**What this task involves:** Report each line of the listing that carries the word "match".

**The records:**
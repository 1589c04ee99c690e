//! Decision audit log
//!
//! Every processed report leaves exactly one [`Decision`]. The log is
//! append-only and advisory: a failed write is logged and dropped, never
//! surfaced to the watcher loop.

use crate::report::{ReportEvent, TargetKey, TargetType};
use async_trait::async_trait;
use chrono::{DateTime, Utc};
use parking_lot::Mutex;
use serde::{Deserialize, Serialize};
use std::collections::HashSet;
use std::fmt;
use std::sync::atomic::{AtomicBool, Ordering};
use storage::{DatabaseError, DecisionRecord, DecisionStore, ReviewStore};
use thiserror::Error;

/// Actor id recorded for watcher decisions
pub const AUTO_ACTOR: &str = "auto";

/// Store errors
#[derive(Debug, Error)]
pub enum StoreError {
    /// Database error
    #[error("Database error: {0}")]
    Database(#[from] DatabaseError),

    /// Store could not be reached
    #[error("Store unavailable: {0}")]
    Unavailable(String),
}

/// Result type for store operations
pub type Result<T> = std::result::Result<T, StoreError>;

/// Moderation action recorded in the log
#[derive(Debug, Clone, Copy, PartialEq, Eq, Hash, Serialize, Deserialize)]
#[serde(rename_all = "snake_case")]
pub enum DecisionAction {
    /// Content was hidden by the watcher
    AutoHidden,
    /// The hide call failed or was refused
    AutoHideFailed,
    /// The report did not lead to enforcement
    AutoHideSkipped,
    /// A moderator confirmed an automatic hide (written by the dashboard)
    AutoHideConfirmed,
}

impl DecisionAction {
    /// Stored string form
    pub fn as_str(&self) -> &'static str {
        match self {
            DecisionAction::AutoHidden => "auto_hidden",
            DecisionAction::AutoHideFailed => "auto_hide_failed",
            DecisionAction::AutoHideSkipped => "auto_hide_skipped",
            DecisionAction::AutoHideConfirmed => "auto_hide_confirmed",
        }
    }

    /// Actions meaning the target is already hidden
    pub fn enforced() -> &'static [DecisionAction] {
        &[DecisionAction::AutoHidden, DecisionAction::AutoHideConfirmed]
    }
}

impl fmt::Display for DecisionAction {
    fn fmt(&self, f: &mut fmt::Formatter<'_>) -> fmt::Result {
        f.write_str(self.as_str())
    }
}

/// One audit log entry
#[derive(Debug, Clone, PartialEq, Eq, Serialize, Deserialize)]
#[serde(rename_all = "camelCase")]
pub struct Decision {
    /// Target type
    pub target_type: TargetType,
    /// Target id
    pub target_id: String,
    /// Action taken
    pub action: DecisionAction,
    /// Why
    pub reason: String,
    /// Always [`AUTO_ACTOR`] for the watcher
    pub actor_id: String,
    /// Report that triggered the decision
    pub report_id: String,
    /// Author of that report
    pub reporter_id: String,
    /// When the decision was made
    pub timestamp: DateTime<Utc>,
}

impl Decision {
    /// Decision about `report`, timestamped now
    pub fn for_report(report: &ReportEvent, action: DecisionAction, reason: impl Into<String>) -> Self {
        Self {
            target_type: report.target_type,
            target_id: report.target_id.clone(),
            action,
            reason: reason.into(),
            actor_id: AUTO_ACTOR.to_string(),
            report_id: report.id.clone(),
            reporter_id: report.reporter_id.clone(),
            timestamp: Utc::now(),
        }
    }

    /// Key of the decision's target
    pub fn target(&self) -> TargetKey {
        TargetKey { target_type: self.target_type, target_id: self.target_id.clone() }
    }
}

impl From<&Decision> for DecisionRecord {
    fn from(decision: &Decision) -> Self {
        DecisionRecord {
            target_type: decision.target_type.as_str().to_string(),
            target_id: decision.target_id.clone(),
            action: decision.action.as_str().to_string(),
            reason: decision.reason.clone(),
            actor_id: decision.actor_id.clone(),
            report_id: Some(decision.report_id.clone()),
            reporter_id: Some(decision.reporter_id.clone()),
            created_at: decision.timestamp.timestamp(),
        }
    }
}

/// Append-only decision log
#[async_trait]
pub trait DecisionLog: Send + Sync {
    /// Append a decision
    async fn record(&self, decision: &Decision) -> Result<()>;

    /// Whether the target has a decision with any of `actions`
    async fn has_action(&self, target: &TargetKey, actions: &[DecisionAction]) -> Result<bool>;
}

/// Human review markers, read-only to the watcher
#[async_trait]
pub trait ReviewMarkers: Send + Sync {
    /// Whether a moderator has already adjudicated the target
    async fn is_reviewed(&self, target: &TargetKey) -> Result<bool>;
}

/// Append a decision, logging instead of failing
pub async fn record_best_effort(log: &dyn DecisionLog, decision: &Decision) {
    match log.record(decision).await {
        Ok(()) => tracing::debug!(
            "Recorded {} for {} (report {})",
            decision.action,
            decision.target(),
            decision.report_id
        ),
        Err(e) => tracing::warn!(
            "Failed to record {} for {}: {}",
            decision.action,
            decision.target(),
            e
        ),
    }
}

// =============================================================================
// SQLite-backed stores
// =============================================================================

#[async_trait]
impl DecisionLog for DecisionStore {
    async fn record(&self, decision: &Decision) -> Result<()> {
        self.insert(&DecisionRecord::from(decision)).await?;
        Ok(())
    }

    async fn has_action(&self, target: &TargetKey, actions: &[DecisionAction]) -> Result<bool> {
        let actions: Vec<&str> = actions.iter().map(DecisionAction::as_str).collect();
        Ok(self.exists(target.target_type.as_str(), &target.target_id, &actions).await?)
    }
}

#[async_trait]
impl ReviewMarkers for ReviewStore {
    async fn is_reviewed(&self, target: &TargetKey) -> Result<bool> {
        Ok(ReviewStore::is_reviewed(self, target.target_type.as_str(), &target.target_id).await?)
    }
}

// =============================================================================
// In-memory stores
// =============================================================================

/// In-process decision log
///
/// Can be switched into an unavailable mode where every call fails.
#[derive(Debug, Default)]
pub struct MemoryDecisionLog {
    decisions: Mutex<Vec<Decision>>,
    unavailable: AtomicBool,
}

impl MemoryDecisionLog {
    /// Create an empty log
    pub fn new() -> Self {
        Self::default()
    }

    /// Make every call fail (or succeed again)
    pub fn set_unavailable(&self, unavailable: bool) {
        self.unavailable.store(unavailable, Ordering::SeqCst);
    }

    /// All recorded decisions, oldest first
    pub fn decisions(&self) -> Vec<Decision> {
        self.decisions.lock().clone()
    }

    /// Recorded decisions with `action`
    pub fn with_action(&self, action: DecisionAction) -> Vec<Decision> {
        self.decisions.lock().iter().filter(|d| d.action == action).cloned().collect()
    }

    fn check_available(&self) -> Result<()> {
        if self.unavailable.load(Ordering::SeqCst) {
            return Err(StoreError::Unavailable("decision log is offline".to_string()));
        }
        Ok(())
    }
}

#[async_trait]
impl DecisionLog for MemoryDecisionLog {
    async fn record(&self, decision: &Decision) -> Result<()> {
        self.check_available()?;
        self.decisions.lock().push(decision.clone());
        Ok(())
    }

    async fn has_action(&self, target: &TargetKey, actions: &[DecisionAction]) -> Result<bool> {
        self.check_available()?;
        Ok(self
            .decisions
            .lock()
            .iter()
            .any(|d| d.target() == *target && actions.contains(&d.action)))
    }
}

/// In-process human review markers
#[derive(Debug, Default)]
pub struct MemoryReviewMarkers {
    reviewed: Mutex<HashSet<TargetKey>>,
    unavailable: AtomicBool,
}

impl MemoryReviewMarkers {
    /// Create an empty marker set
    pub fn new() -> Self {
        Self::default()
    }

    /// Mark a target as reviewed by a moderator
    pub fn mark(&self, target: TargetKey) {
        self.reviewed.lock().insert(target);
    }

    /// Make every call fail (or succeed again)
    pub fn set_unavailable(&self, unavailable: bool) {
        self.unavailable.store(unavailable, Ordering::SeqCst);
    }
}

#[async_trait]
impl ReviewMarkers for MemoryReviewMarkers {
    async fn is_reviewed(&self, target: &TargetKey) -> Result<bool> {
        if self.unavailable.load(Ordering::SeqCst) {
            return Err(StoreError::Unavailable("review markers are offline".to_string()));
        }
        Ok(self.reviewed.lock().contains(target))
    }
}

**Solution to the exercise:**
        match self {
    match log.record(decision).await {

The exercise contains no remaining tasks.